Personal information
- Full name: Chirag Sureshbhai Jani
- Born: 9 November 1989 (age 36) Vartej, Bhavnagar, Gujarat, India
- Batting: Right-handed
- Bowling: Right-arm medium
- Role: All-rounder

Domestic team information
- 2011/12–present: Saurashtra
- 2018/19: Brothers Union
- 2021/22–2022/23: Legends of Rupganj

Career statistics
| Competition | FC | LA | T20 |
| Matches | 93 | 137 | 70 |
| Runs scored | 4,219 | 3,976 | 729 |
| Batting average | 34.86 | 46.77 | 24.30 |
| 100s/50s | 8/19 | 1/33 | 0/1 |
| Top score | 235 | 122 | 80* |
| Balls bowled | 8,507 | 5,721 | 1,346 |
| Wickets | 102 | 149 | 61 |
| Bowling average | 38.49 | 32.51 | 27.86 |
| 5 wickets in innings | 2 | 2 | 0 |
| 10 wickets in match | 0 | – | – |
| Best bowling | 5/22 | 5/15 | 3/19 |
| Catches/stumpings | 32/– | 47/– | 27/– |
- Source: Cricinfo, 18 August 2026

= Chirag Jani (cricketer) =

Indian cricketer (born 1989)

Chirag Sureshbhai Jani (born 9 November 1989) is an Indian cricketer who has played for Saurashtra in domestic cricket since the 2011–12 season. He is a right-handed batsman and right-arm medium-pace bowler. He has also played List A cricket in the Dhaka Premier Division Cricket League in Bangladesh for Brothers Union and Legends of Rupganj.

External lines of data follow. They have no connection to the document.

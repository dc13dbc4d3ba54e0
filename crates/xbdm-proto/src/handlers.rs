//! The default handler set (§4.5's "representative set" plus the
//! supplemental verbs `original_source/xbdm_emulator_async.py` carries).
//!
//! Each handler is a plain function registered into a [`Dispatcher`] by
//! [`register_all`] — no handler ever writes to the wire; it only builds a
//! [`ReplyPlan`] from `(Message, Services)`.

use xbdm_types::fs::VirtualPath;
use xbdm_types::{FileTime, Message, Parameter, Record, ResultCode};

use crate::dispatch::{Dispatcher, Services};
use crate::error::HandlerError;
use crate::reply::{ReceiveKind, ReplyPlan};

fn require_str<'m>(msg: &'m Message, key: &'static str) -> Result<&'m str, HandlerError> {
    msg.params
        .get(key)
        .and_then(Parameter::as_str)
        .ok_or(HandlerError::BadParam(key))
}

fn require_u32(msg: &Message, key: &'static str) -> Result<u32, HandlerError> {
    msg.params
        .get(key)
        .and_then(Parameter::as_u64)
        .and_then(|v| u32::try_from(v).ok())
        .ok_or(HandlerError::BadParam(key))
}

fn require_path(msg: &Message, key: &'static str) -> Result<VirtualPath, HandlerError> {
    require_str(msg, key).map(VirtualPath::new)
}

fn encode_hex(bytes: &[u8]) -> String {
    bytes.iter().map(|b| format!("{b:02x}")).collect()
}

fn decode_hex(hex: &str) -> Result<Vec<u8>, HandlerError> {
    if hex.len() % 2 != 0 {
        return Err(HandlerError::BadParam("data"));
    }
    (0..hex.len())
        .step_by(2)
        .map(|i| u8::from_str_radix(&hex[i..i + 2], 16).map_err(|_| HandlerError::BadParam("data")))
        .collect()
}

fn systime(_msg: &Message, _services: &Services<'_>) -> Result<ReplyPlan, HandlerError> {
    let (high, low) = FileTime::now().split();
    Ok(ReplyPlan::Single(
        Message::response(200).with_param("high", high).with_param("low", low),
    ))
}

fn setsystime(msg: &Message, _services: &Services<'_>) -> Result<ReplyPlan, HandlerError> {
    // The offset is recorded nowhere: there is no hardware clock to adjust in
    // this emulation, matching the source's own no-op handling.
    require_u32(msg, "clocklo")?;
    require_u32(msg, "clockhi")?;
    Ok(ReplyPlan::ok())
}

fn systeminfo(_msg: &Message, services: &Services<'_>) -> Result<ReplyPlan, HandlerError> {
    let hdd_gb = services.config.hdd_size_bytes() / (1024 * 1024 * 1024);
    let records = vec![
        Record::new().with_param("HDD", format!("{hdd_gb}GB")),
        Record::new().with_param("Type", "Devkit"),
        Record::new()
            .with_param("Platform", "Xbox")
            .with_param("System", services.config.console_name()),
        Record::new()
            .with_param("BaseKrnl", "1.0")
            .with_param("Krnl", "1.0")
            .with_param("XDK", "1.0"),
    ];
    Ok(ReplyPlan::MultiLine(records))
}

fn drivelist(_msg: &Message, services: &Services<'_>) -> Result<ReplyPlan, HandlerError> {
    let records = services
        .config
        .drives()
        .into_iter()
        .map(|d| Record::new().with_param("drivename", d.name))
        .collect();
    Ok(ReplyPlan::MultiLine(records))
}

fn module_record(module: &xbdm_types::config::ModuleInfo) -> Record {
    Record::new()
        .with_param("name", module.name.as_str())
        .with_param("base", module.base_address)
        .with_param("size", module.size)
        .with_param("check", 0u32)
        .with_param("timestamp", 0u32)
        .with_param("pdata", 0u32)
        .with_param("psize", 0u32)
        .with_param("thread", 0u32)
        .with_param("osize", 0u32)
}

/// Lists every loaded module, or (when `name=` is given) just the one
/// requested — `402` if it isn't loaded.
fn modules(msg: &Message, services: &Services<'_>) -> Result<ReplyPlan, HandlerError> {
    let modules = services.config.modules();
    if let Some(name) = msg.params.get("name").and_then(Parameter::as_str) {
        let module = modules
            .iter()
            .find(|m| m.name.eq_ignore_ascii_case(name))
            .ok_or_else(|| HandlerError::NotFound(name.to_string()))?;
        return Ok(ReplyPlan::MultiLine(vec![module_record(module)]));
    }
    Ok(ReplyPlan::MultiLine(modules.iter().map(module_record).collect()))
}

fn entry_record(name: &str, meta: &xbdm_types::FileMeta) -> Record {
    let (createhi, createlo) = meta.created.split();
    let (changehi, changelo) = meta.modified.split();
    let (sizehi, sizelo) = ((meta.size >> 32) as u32, meta.size as u32);
    let mut record = Record::new()
        .with_param("name", name)
        .with_param("sizehi", sizehi)
        .with_param("sizelo", sizelo)
        .with_param("createhi", createhi)
        .with_param("createlo", createlo)
        .with_param("changehi", changehi)
        .with_param("changelo", changelo);
    if meta.is_directory {
        record = record.with_flag("directory");
    }
    record
}

fn dirlist(msg: &Message, services: &Services<'_>) -> Result<ReplyPlan, HandlerError> {
    let path = require_path(msg, "name")?;
    let entries = services.fs.list_dir(&path)?;
    let records = entries.iter().map(|e| entry_record(&e.name, &e.meta)).collect();
    Ok(ReplyPlan::MultiLine(records))
}

fn getfileattributes(msg: &Message, services: &Services<'_>) -> Result<ReplyPlan, HandlerError> {
    let path = require_path(msg, "name")?;
    let meta = services.fs.stat(&path)?;
    let name = path.components().last().unwrap_or(path.as_str()).to_string();
    Ok(ReplyPlan::MultiLine(vec![entry_record(&name, &meta)]))
}

fn getfile(msg: &Message, services: &Services<'_>) -> Result<ReplyPlan, HandlerError> {
    let path = require_path(msg, "name")?;
    let mut reader = services.fs.open_read(&path)?;
    let mut data = Vec::new();
    std::io::Read::read_to_end(&mut reader, &mut data).map_err(|e| HandlerError::Generic(e.to_string()))?;
    let mut blob = (data.len() as u32).to_le_bytes().to_vec();
    blob.extend_from_slice(&data);
    Ok(ReplyPlan::Binary { params: Vec::new(), blob })
}

/// `203- binary response follows` + framebuffer header params + raw pixel
/// bytes. The pixel/tile layout conversion is out of scope (`spec.md` line
/// 13); this forwards whatever bytes the configured screenshot source hands
/// back, uninterpreted, the same way `getfile` forwards file bytes.
fn screenshot(_msg: &Message, services: &Services<'_>) -> Result<ReplyPlan, HandlerError> {
    let shot = services
        .config
        .screenshot_source()
        .ok_or_else(|| HandlerError::NotFound("screenshot".to_string()))?;
    let params = vec![
        ("pitch".to_string(), Parameter::Dword(shot.pitch)),
        ("width".to_string(), Parameter::Dword(shot.width)),
        ("height".to_string(), Parameter::Dword(shot.height)),
        ("format".to_string(), Parameter::Dword(shot.format)),
        ("offsetx".to_string(), Parameter::Dword(shot.offset_x)),
        ("offsety".to_string(), Parameter::Dword(shot.offset_y)),
        ("framebuffersize".to_string(), Parameter::Dword(shot.data.len() as u32)),
        ("sw".to_string(), Parameter::Dword(shot.screen_width)),
        ("sh".to_string(), Parameter::Dword(shot.screen_height)),
        ("colorspace".to_string(), Parameter::Dword(shot.colorspace)),
    ];
    Ok(ReplyPlan::Binary { params, blob: shot.data })
}

fn sendfile(msg: &Message, _services: &Services<'_>) -> Result<ReplyPlan, HandlerError> {
    let path = require_path(msg, "name")?;
    let len = require_u32(msg, "length")?;
    Ok(ReplyPlan::StartReceiveSingle { path, len: u64::from(len), kind: ReceiveKind::Plain })
}

fn sendvfile(msg: &Message, _services: &Services<'_>) -> Result<ReplyPlan, HandlerError> {
    let count = msg
        .params
        .get("count")
        .and_then(Parameter::as_u64)
        .and_then(|v| u32::try_from(v).ok())
        .ok_or(HandlerError::BadParam("count"))?;
    Ok(ReplyPlan::StartReceiveMulti { count })
}

fn delete(msg: &Message, services: &Services<'_>) -> Result<ReplyPlan, HandlerError> {
    let path = require_path(msg, "name")?;
    if msg.flags.contains("dir") {
        services.fs.remove_tree(&path)?;
    } else {
        services.fs.remove(&path)?;
    }
    Ok(ReplyPlan::ok())
}

fn mkdir(msg: &Message, services: &Services<'_>) -> Result<ReplyPlan, HandlerError> {
    let path = require_path(msg, "name")?;
    services.fs.mkdir(&path)?;
    Ok(ReplyPlan::ok())
}

fn rename(msg: &Message, services: &Services<'_>) -> Result<ReplyPlan, HandlerError> {
    let from = require_path(msg, "name")?;
    let to = require_path(msg, "newname")?;
    services.fs.rename(&from, &to)?;
    Ok(ReplyPlan::ok())
}

/// Shared by `getmem` and its `getmemex` alias. The payload shape is
/// multi-line hex: one `202-`/`.`-framed line of hex per chunk, rather than
/// a single opaque binary blob.
const GETMEM_CHUNK_BYTES: u32 = 240;

fn getmem(msg: &Message, services: &Services<'_>) -> Result<ReplyPlan, HandlerError> {
    let addr = require_u32(msg, "addr")?;
    let length = require_u32(msg, "length")?;
    let bytes = services
        .memory
        .read(addr, length)
        .map_err(|e| HandlerError::Generic(e.to_string()))?;

    let records = bytes
        .chunks(GETMEM_CHUNK_BYTES as usize)
        .map(|chunk| Record::new().with_param("data", Parameter::String(encode_hex(chunk))))
        .collect();
    Ok(ReplyPlan::MultiLine(records))
}

fn setmem(msg: &Message, services: &Services<'_>) -> Result<ReplyPlan, HandlerError> {
    let addr = require_u32(msg, "addr")?;
    let hex = require_str(msg, "data")?;
    let bytes = decode_hex(hex)?;
    services
        .memory
        .write(addr, &bytes)
        .map_err(|e| HandlerError::Generic(e.to_string()))?;
    Ok(ReplyPlan::ok_with_text(format!("set {} bytes", bytes.len())))
}

fn bye(_msg: &Message, _services: &Services<'_>) -> Result<ReplyPlan, HandlerError> {
    Ok(ReplyPlan::CloseAfter(Message::response(200).with_flag("bye")))
}

fn magicboot(_msg: &Message, _services: &Services<'_>) -> Result<ReplyPlan, HandlerError> {
    Ok(ReplyPlan::CloseAfter(Message::response(200)))
}

fn notify(msg: &Message, _services: &Services<'_>) -> Result<ReplyPlan, HandlerError> {
    require_u32(msg, "reconnectport")?;
    Ok(ReplyPlan::Single(ResultCode::NotificationChannel.reason().split_ascii_whitespace().fold(
        Message::response(ResultCode::NotificationChannel.code()),
        Message::with_flag,
    )))
}

fn altaddr(_msg: &Message, services: &Services<'_>) -> Result<ReplyPlan, HandlerError> {
    let addr = services.config.alternate_ip().unwrap_or(0);
    Ok(ReplyPlan::Single(Message::response(200).with_param("addr", addr)))
}

fn debugoptions(_msg: &Message, _services: &Services<'_>) -> Result<ReplyPlan, HandlerError> {
    Ok(ReplyPlan::ok())
}

fn isdebugger(_msg: &Message, _services: &Services<'_>) -> Result<ReplyPlan, HandlerError> {
    Ok(ReplyPlan::error(410, xbdm_types::ResultCode::IsDebugger.reason()))
}

/// `xbupdate!sysfileupd`'s four variants, distinguished by which parameter
/// is present (§4.5). Exactly one of `remove`/`removedir`/`size`+`crc`/
/// `localsrc` is expected per call; an absent discriminant is a bad request.
fn xbupdate_sysfileupd(msg: &Message, services: &Services<'_>) -> Result<ReplyPlan, HandlerError> {
    let path = require_path(msg, "name")?;

    if msg.params.contains("remove") {
        services.fs.remove(&path)?;
        return Ok(ReplyPlan::ok());
    }
    if msg.params.contains("removedir") {
        services.fs.remove_tree(&path)?;
        return Ok(ReplyPlan::ok());
    }
    if let Some(local_src) = msg.params.get("localsrc").and_then(Parameter::as_str) {
        services.fs.rename(&VirtualPath::new(local_src), &path)?;
        return Ok(ReplyPlan::ok());
    }
    if msg.params.contains("size") && msg.params.contains("crc") {
        let size = require_u32(msg, "size")?;
        let crc = require_u32(msg, "crc")?;
        return Ok(ReplyPlan::StartReceiveSingle {
            path,
            len: u64::from(size),
            kind: ReceiveKind::Xbupdate { expected_crc: crc },
        });
    }
    Err(HandlerError::BadParam("remove|removedir|localsrc|size+crc"))
}

pub fn register_all(dispatcher: &mut Dispatcher) {
    dispatcher.register("bye", bye);
    dispatcher.register("systime", systime);
    dispatcher.register("setsystime", setsystime);
    dispatcher.register("systeminfo", systeminfo);
    dispatcher.register("drivelist", drivelist);
    dispatcher.register("modules", modules);
    dispatcher.register("dirlist", dirlist);
    dispatcher.register("getfileattributes", getfileattributes);
    dispatcher.register("getfile", getfile);
    dispatcher.register("screenshot", screenshot);
    dispatcher.register("sendfile", sendfile);
    dispatcher.register("sendvfile", sendvfile);
    dispatcher.register("delete", delete);
    dispatcher.register("mkdir", mkdir);
    dispatcher.register("rename", rename);
    dispatcher.register("getmem", getmem);
    dispatcher.register("getmemex", getmem);
    dispatcher.register("setmem", setmem);
    dispatcher.register("magicboot", magicboot);
    dispatcher.register("notify", notify);
    dispatcher.register("altaddr", altaddr);
    dispatcher.register("debugoptions", debugoptions);
    dispatcher.register("isdebugger", isdebugger);
    dispatcher.register("xbupdate!sysfileupd", xbupdate_sysfileupd);
}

Jani's highest first-class score is 235, which he made when Saurashtra defeated Orissa by an innings and 131 runs in the Ranji Trophy in February 2022. His best first-class bowling figures are 5 for 22 against Jharkhand in the Ranji Trophy in 2023–24.

In List A cricket, Jani's highest score is 122 for Legends of Rupganj against Rupganj Tigers in the 2021–22 Dhaka Premier Division Cricket League when he took Legends of Rupganj to victory by three wickets and won the player of the match award. He took his best List A figures a month later: 5 for 15 against Gazi Group Cricketers. He won the award for the player of the tournament in the 2022–23 Dhaka Premier Division Cricket League when he scored 669 runs at 60.81 and took 24 wickets at 24.83 for Legends of Rupganj.